Quando procuramos analisar nas entrevistas como se deu a constituição dos agentes do segundo projeto de modernização de modo a confrontar e validar os dados que temos sobre sua composição formal, nos deparamos com uma divisão do trabalho e a constatação de um conflito. Os funcionários do 2° plano eram os que empreenderam e conceberam o projeto, e convocaram os funcionários do 3° e 4° planos, que, por sua vez, foram os que realizaram os trabalhos.
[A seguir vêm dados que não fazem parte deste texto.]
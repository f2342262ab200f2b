use async_trait::async_trait;

use crate::network::target::Target;
use crate::outcome::ProbeOutcome;

/// Runs the read-only "report hostname" command on a remote host.
///
/// Implementations reuse the ambient identity of the calling process and must
/// fold every failure (connection, authentication, launch) into the returned
/// [`ProbeOutcome`]. A probe never fails the sweep.
#[async_trait]
pub trait RemoteExecutor: Send + Sync {
    async fn probe(&self, target: &Target) -> ProbeOutcome;
}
No conjunto das entrevistas com os funcionários do 2° plano, constatamos indícios de que havia algum tipo de resistência à modernização: por um lado, nem todos eles eram a favor e estavam empenhados para que o projeto fosse realizado e, por outro, havia um tipo de impulso decisivo de alguns deles para a sua concretização. Ou seja, a modernização, não

nasceu do acordo passivo e unívoco dos agentes do alto escalão da empresa. Havia algum tipo de resistência por parte do corpo gerencial no caso do primeiro projeto de modernização (a), e indiferença de alguns funcionários do alto escalão no caso do segundo projeto de modernização (b).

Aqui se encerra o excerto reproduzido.